Jauh hari sebelum pulang kampun saya juga berencana ingin
ke Kota Padang, karena rindu dengan suasana Kota Padang
sekaligus ingin berkunjung ke sekre Genta. Saya pun berencana berangkat menuju Kota Padang pada hari sabtu,
sehari sebelum liburan berakhir.
Pagi-pagi hari sabtu saya bangun lebih awal, tanpa kompromi saya langsung
mandi dengan air yang dinginnya menusuk tulang. Semangat saya jelas mengalahkan
dinginnya air yang biasanya membuat saya enggan untuk mandi pagi. Saya harus
sampai di Padang sebelum makan siang jadi harus bergegas agar tidak terjebak
macet. Walaupun masih turun hujan tetapi saya tetap semangat karena sudah
terbayang berjumpa teman-teman semasa kuliah di Padang. Tepat pukul 10 pagi
saya bertolak dari terminal Aur Kuning menuju Kota Padang dengan menggunakan
angkutan umum yang biasa saya gunakan semasa awal kuliah dulu. Saya tidak
sendirian karena si Oji yang
juga ikut saya ke Padang. Kami bergegas menaiki mini bus yang lagi ngetem di depan
SMAN 3 Bukittinggi, satu demi satu penumpang
menaiki mini bus, lalu
masuk seorang pria berbadan tinggi, bule rupanya.
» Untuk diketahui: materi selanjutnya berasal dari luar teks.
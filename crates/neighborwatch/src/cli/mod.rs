//! Command-line interface for neighborwatch.
//!
//! This module provides the CLI structure and command handlers for the
//! `nwatch` binary.

mod commands;

use std::path::PathBuf;

use clap::{Parser, Subcommand};

pub use commands::{
    CategoryArg, ChatCommand, ConfigCommand, EmergencyCommand, HeatmapCommand, LinksCommand,
    LoginCommand, OutputFormat, PanicCommand, ProfileCommand, RegisterCommand, ReportCommand,
    StatusCommand, VoteArg, ZoneCommand,
};

use crate::logging::Verbosity;

/// nwatch - Look out for your neighborhood
///
/// Report incidents, see where they cluster, chat with your zone and raise a
/// panic alert with your location.
#[derive(Debug, Parser)]
#[command(name = "nwatch")]
#[command(author, version, about, long_about = None)]
#[command(propagate_version = true)]
pub struct Cli {
    /// Path to custom configuration file
    #[arg(short, long, global = true, value_name = "FILE")]
    pub config: Option<PathBuf>,

    /// Increase verbosity (-v for debug, -vv for trace)
    #[arg(short, long, action = clap::ArgAction::Count, global = true)]
    pub verbose: u8,

    /// Suppress all output except errors
    #[arg(short, long, global = true)]
    pub quiet: bool,

    /// Override the device latitude
    #[arg(long, global = true, allow_hyphen_values = true, requires = "lon")]
    pub lat: Option<f64>,

    /// Override the device longitude
    #[arg(long, global = true, allow_hyphen_values = true, requires = "lat")]
    pub lon: Option<f64>,

    /// The command to execute
    #[command(subcommand)]
    pub command: Command,
}

/// Available commands.
#[derive(Debug, Subcommand)]
pub enum Command {
    /// Create an account
    Register(RegisterCommand),

    /// Sign in
    Login(LoginCommand),

    /// Sign out
    Logout,

    /// Show the signed-in profile
    Profile(ProfileCommand),

    /// Manage your chat zone
    #[command(subcommand)]
    Zone(ZoneCommand),

    /// Submit, browse and vote on incident reports
    #[command(subcommand)]
    Report(ReportCommand),

    /// Show where reports cluster
    Heatmap(HeatmapCommand),

    /// Chat with your zone
    #[command(subcommand)]
    Chat(ChatCommand),

    /// Send a panic alert with your location to your zone
    Panic(PanicCommand),

    /// Emergency numbers
    #[command(subcommand)]
    Emergency(EmergencyCommand),

    /// Useful links
    #[command(subcommand)]
    Links(LinksCommand),

    /// Show the introduction
    Intro,

    /// Show session and store status
    Status(StatusCommand),

    /// View or validate configuration
    #[command(subcommand)]
    Config(ConfigCommand),
}

impl Cli {
    /// Get the verbosity level based on flags.
    #[must_use]
    pub fn verbosity(&self) -> Verbosity {
        Verbosity::from_flags(self.quiet, self.verbose)
    }

    /// Device position given on the command line, if any.
    #[must_use]
    pub fn position_override(&self) -> Option<(f64, f64)> {
        self.lat.zip(self.lon)
    }
}

#[cfg(test)]
mod tests {
    use super::*;
    use clap::CommandFactory;

    fn parse(args: &[&str]) -> Cli {
        Cli::try_parse_from(args).unwrap()
    }

    #[test]
    fn test_cli_debug() {
        let cli = Cli::command();
        assert_eq!(cli.get_name(), "nwatch");
    }

    #[test]
    fn test_cli_verify() {
        // Verify the CLI structure is valid
        Cli::command().debug_assert();
    }

    #[test]
    fn test_verbosity_from_flags() {
        assert_eq!(parse(&["nwatch", "-q", "intro"]).verbosity(), Verbosity::Quiet);
        assert_eq!(parse(&["nwatch", "intro"]).verbosity(), Verbosity::Normal);
        assert_eq!(parse(&["nwatch", "-v", "intro"]).verbosity(), Verbosity::Verbose);
        assert_eq!(parse(&["nwatch", "-vv", "intro"]).verbosity(), Verbosity::Trace);
    }

    #[test]
    fn test_parse_with_config() {
        let cli = parse(&["nwatch", "-c", "/custom/config.toml", "status"]);
        assert_eq!(cli.config, Some(PathBuf::from("/custom/config.toml")));
    }

    #[test]
    fn test_parse_register() {
        let cli = parse(&[
            "nwatch",
            "register",
            "--name",
            "Ana",
            "--email",
            "ana@example.com",
            "--password",
            "secret1",
            "--confirm-password",
            "secret1",
            "--no-location",
        ]);
        let Command::Register(cmd) = cli.command else {
            panic!("expected register");
        };
        assert_eq!(cmd.name, "Ana");
        assert!(cmd.no_location);
    }

    #[test]
    fn test_parse_report_submit_defaults() {
        let cli = parse(&["nwatch", "report", "submit", "-d", "Phone snatched"]);
        assert!(matches!(
            cli.command,
            Command::Report(ReportCommand::Submit {
                category: CategoryArg::Robbery,
                yes: false,
                ..
            })
        ));
    }

    #[test]
    fn test_parse_report_vote() {
        let cli = parse(&["nwatch", "report", "vote", "3", "deny"]);
        assert!(matches!(
            cli.command,
            Command::Report(ReportCommand::Vote {
                id: 3,
                kind: VoteArg::Deny
            })
        ));
    }

    #[test]
    fn test_parse_heatmap() {
        let cli = parse(&[
            "nwatch",
            "heatmap",
            "--category",
            "harassment",
            "--precision",
            "3",
            "--format",
            "json",
        ]);
        let Command::Heatmap(cmd) = cli.command else {
            panic!("expected heatmap");
        };
        assert_eq!(cmd.category, Some(CategoryArg::Harassment));
        assert_eq!(cmd.precision, Some(3));
        assert_eq!(cmd.format, OutputFormat::Json);
    }

    #[test]
    fn test_heatmap_precision_range() {
        let cli = parse(&["nwatch", "heatmap", "--precision", "10"]);
        assert!(matches!(
            cli.command,
            Command::Heatmap(HeatmapCommand {
                precision: Some(10),
                ..
            })
        ));
        assert!(Cli::try_parse_from(["nwatch", "heatmap", "--precision", "11"]).is_err());
    }

    #[test]
    fn test_parse_position_override() {
        let cli = parse(&["nwatch", "--lat", "-0.18", "--lon", "-78.47", "panic", "--yes"]);
        assert_eq!(cli.position_override(), Some((-0.18, -78.47)));
        assert!(matches!(cli.command, Command::Panic(PanicCommand { yes: true })));
    }

    #[test]
    fn test_lat_requires_lon() {
        assert!(Cli::try_parse_from(["nwatch", "--lat", "1.0", "panic"]).is_err());
    }

    #[test]
    fn test_parse_chat_and_links() {
        assert!(matches!(
            parse(&["nwatch", "chat", "watch"]).command,
            Command::Chat(ChatCommand::Watch)
        ));
        assert!(matches!(
            parse(&["nwatch", "links", "open", "2", "--print"]).command,
            Command::Links(LinksCommand::Open {
                index: 2,
                print: true
            })
        ));
        assert!(matches!(
            parse(&["nwatch", "emergency", "call", "911"]).command,
            Command::Emergency(EmergencyCommand::Call { print: false, .. })
        ));
    }

    #[test]
    fn test_parse_with_quiet() {
        let cli = parse(&["nwatch", "-q", "status"]);
        assert!(cli.quiet);
    }
}
//! Configuration management for neighborwatch.
//!
//! This module provides configuration loading and validation using figment,
//! supporting TOML config files, environment variables, and defaults.

use std::path::PathBuf;
use std::time::Duration;

use figment::{
    providers::{Env, Format, Serialized, Toml},
    Figment,
};
use serde::{Deserialize, Serialize};

use crate::device::PermissionStatus;
use crate::error::{Error, Result};
use crate::heatmap::{HeatmapStyle, DEFAULT_GRADIENT, DEFAULT_PRECISION, MAX_PRECISION};
use crate::report::Coordinates;

/// Default configuration file name.
const CONFIG_FILE_NAME: &str = "config.toml";

/// Default data directory name.
const DATA_DIR_NAME: &str = "neighborwatch";

/// Default database file name.
const DATABASE_FILE_NAME: &str = "neighborwatch.db";

/// Environment variable prefix.
const ENV_PREFIX: &str = "NWATCH_";

/// Application configuration.
///
/// Configuration is loaded from (in order of precedence, highest first):
/// 1. Environment variables (prefixed with `NWATCH_`, sections split on `__`)
/// 2. TOML config file at `~/.config/neighborwatch/config.toml`
/// 3. Default values
#[derive(Debug, Clone, Default, PartialEq, Serialize, Deserialize)]
#[serde(default)]
pub struct Config {
    /// Storage configuration.
    pub storage: StorageConfig,
    /// Heatmap rendering configuration.
    pub heatmap: HeatmapConfig,
    /// Session defaults.
    pub session: SessionConfig,
    /// Device location stand-in.
    pub location: LocationConfig,
    /// Notification stand-in.
    pub notifications: NotificationConfig,
    /// Live feed configuration.
    pub feed: FeedConfig,
}

/// Storage-related configuration.
#[derive(Debug, Clone, Default, PartialEq, Serialize, Deserialize)]
#[serde(default)]
pub struct StorageConfig {
    /// Path to the database file.
    /// Defaults to `~/.local/share/neighborwatch/neighborwatch.db`
    pub database_path: Option<PathBuf>,
}

/// Heatmap-related configuration.
#[derive(Debug, Clone, PartialEq, Serialize, Deserialize)]
#[serde(default)]
pub struct HeatmapConfig {
    /// Decimal places coordinates are rounded to before bucketing.
    pub precision: u32,
    /// Point radius handed to renderers.
    pub radius: u32,
    /// Layer opacity handed to renderers.
    pub opacity: f64,
}

/// Session-related configuration.
#[derive(Debug, Clone, PartialEq, Eq, Serialize, Deserialize)]
#[serde(default)]
pub struct SessionConfig {
    /// Chat zone used when a profile has none.
    pub default_zone: String,
}

/// Where this device claims to be.
#[derive(Debug, Clone, PartialEq, Serialize, Deserialize)]
#[serde(default)]
pub struct LocationConfig {
    /// Answer to location permission requests.
    pub permission: PermissionStatus,
    /// Latitude in degrees.
    pub latitude: f64,
    /// Longitude in degrees.
    pub longitude: f64,
    /// City returned by reverse geocoding.
    pub city: Option<String>,
    /// District returned by reverse geocoding.
    pub district: Option<String>,
}

/// Notification-related configuration.
#[derive(Debug, Clone, PartialEq, Serialize, Deserialize)]
#[serde(default)]
pub struct NotificationConfig {
    /// Answer to notification permission requests.
    pub permission: PermissionStatus,
    /// Show local notifications at all.
    pub enabled: bool,
}

/// Live feed configuration.
#[derive(Debug, Clone, PartialEq, Eq, Serialize, Deserialize)]
#[serde(default)]
pub struct FeedConfig {
    /// Interval between store polls in milliseconds.
    pub poll_interval_ms: u64,
}

impl Default for HeatmapConfig {
    fn default() -> Self {
        let style = HeatmapStyle::default();
        Self {
            precision: DEFAULT_PRECISION,
            radius: style.radius,
            opacity: style.opacity,
        }
    }
}

impl Default for SessionConfig {
    fn default() -> Self {
        Self {
            default_zone: "default_zone".to_string(),
        }
    }
}

impl Default for LocationConfig {
    fn default() -> Self {
        // Quito, Ecuador
        Self {
            permission: PermissionStatus::Granted,
            latitude: -0.180_653,
            longitude: -78.467_834,
            city: Some("Quito".to_string()),
            district: Some("La Mariscal".to_string()),
        }
    }
}

impl Default for NotificationConfig {
    fn default() -> Self {
        Self {
            permission: PermissionStatus::Granted,
            enabled: true,
        }
    }
}

impl Default for FeedConfig {
    fn default() -> Self {
        Self {
            poll_interval_ms: 1000,
        }
    }
}

impl Config {
    /// Load configuration from all sources.
    ///
    /// Configuration is loaded in this order (later sources override earlier):
    /// 1. Default values
    /// 2. TOML config file (if exists)
    /// 3. Environment variables (prefixed with `NWATCH_`)
    ///
    /// # Errors
    ///
    /// Returns an error if configuration loading or parsing fails.
    pub fn load() -> Result<Self> {
        Self::load_from(None)
    }

    /// Load configuration with an optional custom config path.
    ///
    /// # Errors
    ///
    /// Returns an error if configuration loading or parsing fails.
    pub fn load_from(config_path: Option<PathBuf>) -> Result<Self> {
        let config_file = config_path.unwrap_or_else(Self::default_config_path);

        let figment = Figment::new()
            .merge(Serialized::defaults(Config::default()))
            .merge(Toml::file(&config_file))
            .merge(Env::prefixed(ENV_PREFIX).split("__"));

        let config: Config = figment.extract()?;
        config.validate()?;
        Ok(config)
    }

    /// Get the default configuration file path.
    #[must_use]
    pub fn default_config_path() -> PathBuf {
        dirs::config_dir()
            .unwrap_or_else(|| PathBuf::from(".config"))
            .join(DATA_DIR_NAME)
            .join(CONFIG_FILE_NAME)
    }

    /// Get the default data directory path.
    #[must_use]
    pub fn default_data_dir() -> PathBuf {
        dirs::data_local_dir()
            .unwrap_or_else(|| PathBuf::from(".local/share"))
            .join(DATA_DIR_NAME)
    }

    /// Validate the configuration.
    ///
    /// # Errors
    ///
    /// Returns an error if any configuration values are invalid.
    pub fn validate(&self) -> Result<()> {
        if self.heatmap.precision > MAX_PRECISION {
            return Err(Error::ConfigValidation {
                message: format!(
                    "heatmap.precision ({}) cannot be greater than {MAX_PRECISION}",
                    self.heatmap.precision
                ),
            });
        }

        if !(0.0..=1.0).contains(&self.heatmap.opacity) {
            return Err(Error::ConfigValidation {
                message: format!(
                    "heatmap.opacity ({}) must be between 0 and 1",
                    self.heatmap.opacity
                ),
            });
        }

        if !self.position().is_valid() {
            return Err(Error::ConfigValidation {
                message: format!(
                    "location ({}, {}) is outside latitude ±90 / longitude ±180",
                    self.location.latitude, self.location.longitude
                ),
            });
        }

        if self.session.default_zone.trim().is_empty() {
            return Err(Error::ConfigValidation {
                message: "session.default_zone cannot be empty".to_string(),
            });
        }

        if self.feed.poll_interval_ms == 0 {
            return Err(Error::ConfigValidation {
                message: "feed.poll_interval_ms must be greater than 0".to_string(),
            });
        }

        Ok(())
    }

    /// Get the database path, resolving defaults if not set.
    #[must_use]
    pub fn database_path(&self) -> PathBuf {
        self.storage
            .database_path
            .clone()
            .unwrap_or_else(|| Self::default_data_dir().join(DATABASE_FILE_NAME))
    }

    /// Configured device position.
    #[must_use]
    pub fn position(&self) -> Coordinates {
        Coordinates::new(self.location.latitude, self.location.longitude)
    }

    /// Heatmap style handed to renderers.
    #[must_use]
    pub fn heatmap_style(&self) -> HeatmapStyle {
        HeatmapStyle {
            radius: self.heatmap.radius,
            opacity: self.heatmap.opacity,
            gradient: DEFAULT_GRADIENT.to_vec(),
        }
    }

    /// Get the feed poll interval as a Duration.
    #[must_use]
    pub fn poll_interval(&self) -> Duration {
        Duration::from_millis(self.feed.poll_interval_ms)
    }
}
Si bule duduk persis di
samping kiri saya, ia harus memasuki bus dengan sedikit merunduk agar kepalanya
tidak membentur atap mini bus. Bule itu melempar senyumnya kepada saya, lalu
saya menyapanya dengan menggunakan bahasa Inggris. Alangkah kagetnya ternyata
si Bule tidak mengerti bahasa inggris, dia hanya mengangguk dan tersenyum
ketika saya bertanya sehingga saya tahu bahwa ia adalah orang Rusia.
Mungkin merasa pusing dengan yang saya katakan
si bule mengeluarkan sebuah perangkat tab dari dalam tasnya, dia mengetik
bahasa rusia di aplikasi translator
yang kemudian dikonversi ke bahasa Indonesia, “saya tidak mengerti bahasa
inggris, hanya Rusia,” tulisan yang saya baca di tab milik bule. Hahahhaha…agak
geli juga membayangkan bule yang bisa melakukan perjalanan lintas Negara dari Benua Merah hanya
dengan membawa bahasa ibu.
Sesaat sebelum mini bus akan berangkat seperti biasa
kondektur meminta ongkos kepada seluruh penumpang. Bule pun tidak ambil pusing,
dia mengeluarkan dompetnya yang dipenuhi uang rupiah lalu meminta saya untuk
membayarkan ongkos, untung saja
bule punya uang pas sehingga bisa langsung
saya bayarkan. Dia mengacungkan jempol, mungkin ingin berucap terima kasih.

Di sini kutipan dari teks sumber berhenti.